Wireless accounts for about two-thirds of CommScope’s business, while its enterprise unit creates products for many prominent networks and buildings. At AT&T Stadium, the Dallas Cowboys’ $2.3 billion arena in Arlington, Texas, CommScope’s equipment helps manage heating and air conditioning, and its cable helps light the 60-yard-long scoreboard and 2,800 television monitors. CommScope is excelling because of a deliberate growth strategy, Edwards says. Its 2004 purchase of Santa Clara, Calif.-based Avaya’s cable components unit for $263 million doubled the company’s sales. It doubled again in 2007 in a $2.6 billion purchase of Orland Park, Ill.-based Andrew Corp., a leader in wireless equipment.
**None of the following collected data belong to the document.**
use chrono::{DateTime, Utc};
use serde::{Deserialize, Serialize};
use uuid::Uuid;

/// A course. `instructor_name` is a point-in-time copy of the owner's display
/// name taken at creation; it is not resynced when the user renames.
#[derive(Debug, Clone, Serialize, sqlx::FromRow)]
pub struct Course {
    pub id: Uuid,
    pub title: String,
    pub description: String,
    pub instructor_id: Uuid,
    pub instructor_name: String,
    pub thumbnail_url: String,
    pub created_at: DateTime<Utc>,
}

#[derive(Debug, Deserialize)]
pub struct CreateCourseRequest {
    pub title: String,
    pub description: String,
    #[serde(default)]
    pub thumbnail_url: String,
}

/// Ownership fields (`instructor_id`, `instructor_name`) are never touched by
/// update; reassigning a course is unsupported.
#[derive(Debug, Deserialize)]
pub struct UpdateCourseRequest {
    pub title: Option<String>,
    pub description: Option<String>,
    pub thumbnail_url: Option<String>,
}

#[derive(Debug, Clone, Serialize, sqlx::FromRow)]
pub struct Enrollment {
    pub id: Uuid,
    pub student_id: Uuid,
    pub course_id: Uuid,
    pub enrolled_at: DateTime<Utc>,
}
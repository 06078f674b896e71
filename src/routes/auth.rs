use axum::{
    extract::{Extension, State},
    response::IntoResponse,
    Json,
};
use chrono::Utc;
use serde::{Deserialize, Serialize};
use uuid::Uuid;

use crate::{
    auth::{hash_password, issue_jwt, verify_password},
    db,
    errors::{AppError, Result},
    models::{User, UserResponse, UserRole},
    state::AppState,
};

/// Register a new user and issue a token. The role is fixed at registration;
/// no role-change operation exists.
pub async fn register(
    State(state): State<AppState>,
    Json(payload): Json<RegisterRequest>,
) -> Result<impl IntoResponse> {
    let existing = sqlx::query_scalar::<_, i64>("SELECT COUNT(*) FROM users WHERE email = $1")
        .bind(&payload.email)
        .fetch_one(&state.pool)
        .await?;
    if existing > 0 {
        return Err(AppError::BadRequest("Email already registered".to_string()));
    }

    let user_id = Uuid::new_v4();
    let password_hash = hash_password(&payload.password)?;

    sqlx::query(
        "INSERT INTO users (id, email, password_hash, name, role, created_at)
         VALUES ($1, $2, $3, $4, $5, $6)",
    )
    .bind(user_id)
    .bind(&payload.email)
    .bind(&password_hash)
    .bind(&payload.name)
    .bind(payload.role)
    .bind(Utc::now())
    .execute(&state.pool)
    .await
    .map_err(|e| {
        // The unique index on email is the authoritative guard; a lost race
        // surfaces the same error as the lookup above.
        if db::is_unique_violation(&e) {
            AppError::BadRequest("Email already registered".to_string())
        } else {
            AppError::Database(e)
        }
    })?;

    let token = issue_jwt(
        user_id,
        payload.role,
        &state.config.jwt.secret,
        state.config.jwt.access_token_expiry,
    )?;

    Ok(Json(AuthResponse {
        token,
        user: AuthUser {
            id: user_id,
            email: payload.email,
            name: payload.name,
            role: payload.role,
        },
    }))
}

/// Login with email and password
pub async fn login(
    State(state): State<AppState>,
    Json(payload): Json<LoginRequest>,
) -> Result<impl IntoResponse> {
    let user = sqlx::query_as::<_, User>(
        "SELECT id, email, password_hash, name, role, created_at FROM users WHERE email = $1",
    )
    .bind(&payload.email)
    .fetch_optional(&state.pool)
    .await?;

    let user = match user {
        Some(user) if verify_password(&payload.password, &user.password_hash) => user,
        _ => return Err(AppError::Unauthorized("Invalid credentials".to_string())),
    };

    let token = issue_jwt(
        user.id,
        user.role,
        &state.config.jwt.secret,
        state.config.jwt.access_token_expiry,
    )?;

    Ok(Json(AuthResponse {
        token,
        user: AuthUser {
            id: user.id,
            email: user.email,
            name: user.name,
            role: user.role,
        },
    }))
}

/// Get current user info
pub async fn me(Extension(actor): Extension<User>) -> Result<impl IntoResponse> {
    Ok(Json(UserResponse::from(actor)))
}

// Request/Response types
#[derive(Debug, Deserialize)]
pub struct RegisterRequest {
    pub email: String,
    pub password: String,
    pub name: String,
    #[serde(default)]
    pub role: UserRole,
}

#[derive(Debug, Deserialize)]
pub struct LoginRequest {
    pub email: String,
    pub password: String,
}

#[derive(Debug, Serialize)]
pub struct AuthUser {
    pub id: Uuid,
    pub email: String,
    pub name: String,
    pub role: UserRole,
}

#[derive(Debug, Serialize)]
pub struct AuthResponse {
    pub token: String,
    pub user: AuthUser,
}
use anyhow::{Context, Result};
use chrono::Utc;
use jsonwebtoken::{decode, encode, Algorithm, DecodingKey, EncodingKey, Header, Validation};
use serde::{Deserialize, Serialize};

use crate::models::UserRole;
use uuid::Uuid;

#[derive(Debug, Clone, Serialize, Deserialize)]
pub struct JwtClaims {
    pub sub: String,   // User ID
    pub role: UserRole, // User role
    pub exp: usize,    // Expiration time
    pub iat: usize,    // Issued at
}

/// Issues a signed bearer token for a user
pub fn issue_jwt(user_id: Uuid, role: UserRole, secret: &str, expires_in: i64) -> Result<String> {
    let now = Utc::now().timestamp();
    let claims = JwtClaims {
        sub: user_id.to_string(),
        role,
        exp: (now + expires_in) as usize,
        iat: now as usize,
    };

    encode(
        &Header::new(Algorithm::HS256),
        &claims,
        &EncodingKey::from_secret(secret.as_bytes()),
    )
    .context("Failed to encode JWT token")
}

/// Decodes and validates a bearer token
pub fn decode_jwt(token: &str, secret: &str) -> Result<JwtClaims> {
    let mut validation = Validation::new(Algorithm::HS256);

    // Allow for some clock skew
    validation.leeway = 60;
    validation.validate_aud = false;

    let decoding_key = DecodingKey::from_secret(secret.as_bytes());

    let token_data = decode::<JwtClaims>(token, &decoding_key, &validation)
        .context("Failed to decode JWT token")?;

    Ok(token_data.claims)
}

#[cfg(test)]
mod tests {
    use super::*;

    const SECRET: &str = "test-secret-key-for-testing-only-min-32-chars";

    #[test]
    fn issue_then_decode_roundtrip() {
        let user_id = Uuid::new_v4();
        let token = issue_jwt(user_id, UserRole::Instructor, SECRET, 3600).unwrap();

        let claims = decode_jwt(&token, SECRET).unwrap();
        assert_eq!(claims.sub, user_id.to_string());
        assert_eq!(claims.role, UserRole::Instructor);
    }

    #[test]
    fn expired_token_is_rejected() {
        // Past the 60s leeway
        let token = issue_jwt(Uuid::new_v4(), UserRole::Student, SECRET, -120).unwrap();
        assert!(decode_jwt(&token, SECRET).is_err());
    }

    #[test]
    fn wrong_secret_is_rejected() {
        let token = issue_jwt(Uuid::new_v4(), UserRole::Student, SECRET, 3600).unwrap();
        assert!(decode_jwt(&token, "another-secret-key-also-32-chars-long!!").is_err());
    }
}
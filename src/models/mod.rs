pub mod assignment;
pub mod course;
pub mod lecture;
pub mod message;
pub mod user;

pub use assignment::{
    Assignment, AssignmentWithStatus, CreateAssignmentRequest, SubmitRequest, Submission,
};
pub use course::{Course, CreateCourseRequest, Enrollment, UpdateCourseRequest};
pub use lecture::{CreateLectureRequest, Lecture};
pub use message::{CreateMessageRequest, Message};
pub use user::{User, UserResponse, UserRole};
mod auth;
mod config;
mod db;
mod errors;
mod models;
mod routes;
mod state;
mod storage;

use anyhow::Result;
use tower::ServiceBuilder;
use tower_http::{
    compression::CompressionLayer,
    cors::CorsLayer,
    trace::{DefaultMakeSpan, DefaultOnResponse, TraceLayer},
};
use tracing::Level;
use tracing_subscriber::{layer::SubscriberExt, util::SubscriberInitExt};

#[tokio::main]
async fn main() -> Result<()> {
    // Initialize tracing/logging
    init_tracing();

    tracing::info!("Starting classroom API server...");

    // Load configuration
    let config = config::Config::from_env()?;
    tracing::info!(
        "Loaded configuration: server={}:{}",
        config.server.host,
        config.server.port
    );

    // Create database connection pool and apply migrations
    let pool = db::create_pool(&config.database.url, config.database.max_connections).await?;
    db::run_migrations(&pool).await?;

    // Clean up orphaned course dependents on startup. A crash between the
    // course row and its dependents can leave strays; the sweep is idempotent.
    let report = db::cascade::sweep_orphans(&pool).await?;
    if report.total() > 0 {
        tracing::warn!(
            lectures = report.lectures,
            assignments = report.assignments,
            enrollments = report.enrollments,
            "Removed orphaned records on startup"
        );
    }

    // Initialize object-storage client for uploads
    tracing::info!("Initializing R2 client for uploads");
    let storage = storage::R2Client::new(&config.storage).await?;
    tracing::info!("R2 client initialized successfully");

    // Create app state
    let state = state::AppState::new(pool.clone(), config.clone(), storage);

    // Build router with middleware
    let app = routes::create_router(state).layer(
        ServiceBuilder::new()
            // Logging layer
            .layer(
                TraceLayer::new_for_http()
                    .make_span_with(DefaultMakeSpan::new().level(Level::INFO))
                    .on_response(DefaultOnResponse::new().level(Level::INFO)),
            )
            // CORS layer
            .layer(CorsLayer::permissive()) // TODO: Configure CORS properly for production
            // Compression layer
            .layer(CompressionLayer::new()),
    );

    // Start server
    let addr = config.server_address();
    let listener = tokio::net::TcpListener::bind(&addr).await?;

    tracing::info!("Server listening on http://{}", addr);
    tracing::info!("Health check available at http://{}/api/health", addr);

    axum::serve(listener, app)
        .with_graceful_shutdown(shutdown_signal())
        .await?;

    pool.close().await;

    Ok(())
}

async fn shutdown_signal() {
    if let Err(e) = tokio::signal::ctrl_c().await {
        tracing::error!("Failed to install shutdown handler: {}", e);
        return;
    }
    tracing::info!("Shutdown signal received, draining connections");
}

fn init_tracing() {
    tracing_subscriber::registry()
        .with(
            tracing_subscriber::EnvFilter::try_from_default_env()
                .unwrap_or_else(|_| "classroom_api=debug,tower_http=debug,axum=trace".into()),
        )
        .with(tracing_subscriber::fmt::layer())
        .init();
}
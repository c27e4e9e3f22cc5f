#![cfg_attr(not(debug_assertions), windows_subsystem = "windows")]

mod app;
mod config;
mod core;
mod ui;
mod utils;

use app::HtmlPngConverterApp;
use eframe::egui;

fn main() -> eframe::Result<()> {
    env_logger::init();

    let options = eframe::NativeOptions {
        viewport: egui::ViewportBuilder::default()
            .with_inner_size([1200.0, 800.0])
            .with_min_inner_size([900.0, 600.0]),
        ..Default::default()
    };

    eframe::run_native(
        "HTML/CSS to PNG Converter",
        options,
        Box::new(|cc| Ok(Box::new(HtmlPngConverterApp::new(cc)))),
    )
}
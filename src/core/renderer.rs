//! Rendering surface backed by a headless Chromium instance.
//!
//! All layout and painting is delegated to the browser engine; this
//! module only drives it over the DevTools protocol: load a composed
//! document, wait for it to paint, and grab the viewport as PNG bytes.

use std::thread;
use std::time::Duration;

use base64::engine::general_purpose::STANDARD;
use base64::Engine as _;
use headless_chrome::protocol::cdp::Page;
use headless_chrome::{Browser, LaunchOptions};
use thiserror::Error;

/// Errors from the embedded rendering engine.
#[derive(Debug, Error)]
pub enum RenderError {
    #[error("failed to launch rendering engine: {0}")]
    Launch(String),

    #[error("failed to load document: {0}")]
    Load(String),

    #[error("viewport capture failed: {0}")]
    Capture(String),
}

pub type Result<T> = std::result::Result<T, RenderError>;

/// Viewport dimensions for rendering and capture.
#[derive(Debug, Clone, Copy, PartialEq, Eq)]
pub struct Viewport {
    pub width: u32,
    pub height: u32,
}

/// A headless browser tab sized to a fixed viewport.
///
/// One surface is created per render job and dropped with it, taking the
/// browser subprocess down with it.
pub struct RenderSurface {
    // Owns the browser subprocess; the tab handle is only valid while
    // this is alive.
    _browser: Browser,
    tab: std::sync::Arc<headless_chrome::browser::tab::Tab>,
    viewport: Viewport,
}

impl RenderSurface {
    /// Launch a headless browser with a window matching the viewport.
    pub fn new(viewport: Viewport) -> Result<Self> {
        let launch_options = LaunchOptions::default_builder()
            .headless(true)
            .window_size(Some((viewport.width, viewport.height)))
            .build()
            .map_err(|e| RenderError::Launch(format!("invalid launch options: {}", e)))?;

        let browser = Browser::new(launch_options)
            .map_err(|e| RenderError::Launch(e.to_string()))?;

        let tab = browser
            .new_tab()
            .map_err(|e| RenderError::Launch(format!("failed to open tab: {}", e)))?;

        Ok(Self {
            _browser: browser,
            tab,
            viewport,
        })
    }

    /// Load a composed HTML document into the tab and wait for the
    /// navigation to finish.
    pub fn load_html(&self, document: &str) -> Result<()> {
        let url = data_url(document);

        self.tab
            .navigate_to(&url)
            .map_err(|e| RenderError::Load(e.to_string()))?;

        self.tab
            .wait_until_navigated()
            .map_err(|e| RenderError::Load(format!("wait for navigation failed: {}", e)))?;

        Ok(())
    }

    /// Grab the current visual state of the viewport as PNG bytes.
    pub fn capture(&self) -> Result<Vec<u8>> {
        let clip = Page::Viewport {
            x: 0.0,
            y: 0.0,
            width: self.viewport.width as f64,
            height: self.viewport.height as f64,
            scale: 1.0,
        };

        self.tab
            .capture_screenshot(Page::CaptureScreenshotFormatOption::Png, None, Some(clip), true)
            .map_err(|e| RenderError::Capture(e.to_string()))
    }
}

/// Encode a document as a base64 `data:` URL the tab can navigate to.
pub fn data_url(document: &str) -> String {
    format!(
        "data:text/html;charset=utf-8;base64,{}",
        STANDARD.encode(document.as_bytes())
    )
}

/// Render a document and capture the viewport as PNG bytes.
///
/// Navigation completion is awaited before the settle delay, so the
/// delay only has to cover asynchronous paint after load.
pub fn render_to_png(document: &str, viewport: Viewport, settle_delay_ms: u64) -> Result<Vec<u8>> {
    log::info!(
        "rendering document ({} bytes) at {}x{}",
        document.len(),
        viewport.width,
        viewport.height
    );

    let surface = RenderSurface::new(viewport)?;
    surface.load_html(document)?;

    // The engine keeps painting after the navigation settles.
    thread::sleep(Duration::from_millis(settle_delay_ms));

    surface.capture()
}

#[cfg(test)]
mod tests {
    use super::*;

    #[test]
    fn test_data_url_shape() {
        let url = data_url("<p>hi</p>");
        assert!(url.starts_with("data:text/html;charset=utf-8;base64,"));
        // "<p>hi</p>" in standard base64
        assert!(url.ends_with("PHA+aGk8L3A+"));
    }

    #[test]
    fn test_data_url_empty_document() {
        assert_eq!(data_url(""), "data:text/html;charset=utf-8;base64,");
    }
}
The transactions added management depth: CommScope’s senior finance, marketing and sales executives worked for Andrew or Avaya. “What we’ve seen over time is we adapt. All of our businesses don’t perform at the same time at the same pace,” Edwards says.
Shares have gained 20% over the last year through mid-April, but investor sentiment has weakened after wireless sales shrunk 9% in the last three months of 2014, Garcha says. Six of 10 analysts now recommend the stock, down from 12 of 13 three months earlier.
But opportunity remains in many areas, as Comcast Corp. and other cable operators invest in network improvements, spurred by Google Inc.’s entry into fiber-to-the-home. “The addition of TE Connectivity really massively improves the strategic position of CommScope around the world,” Carlyle’s Watts says. “We are, if anything, more excited about the prospects of the company today than when we made the original investment in 2011.”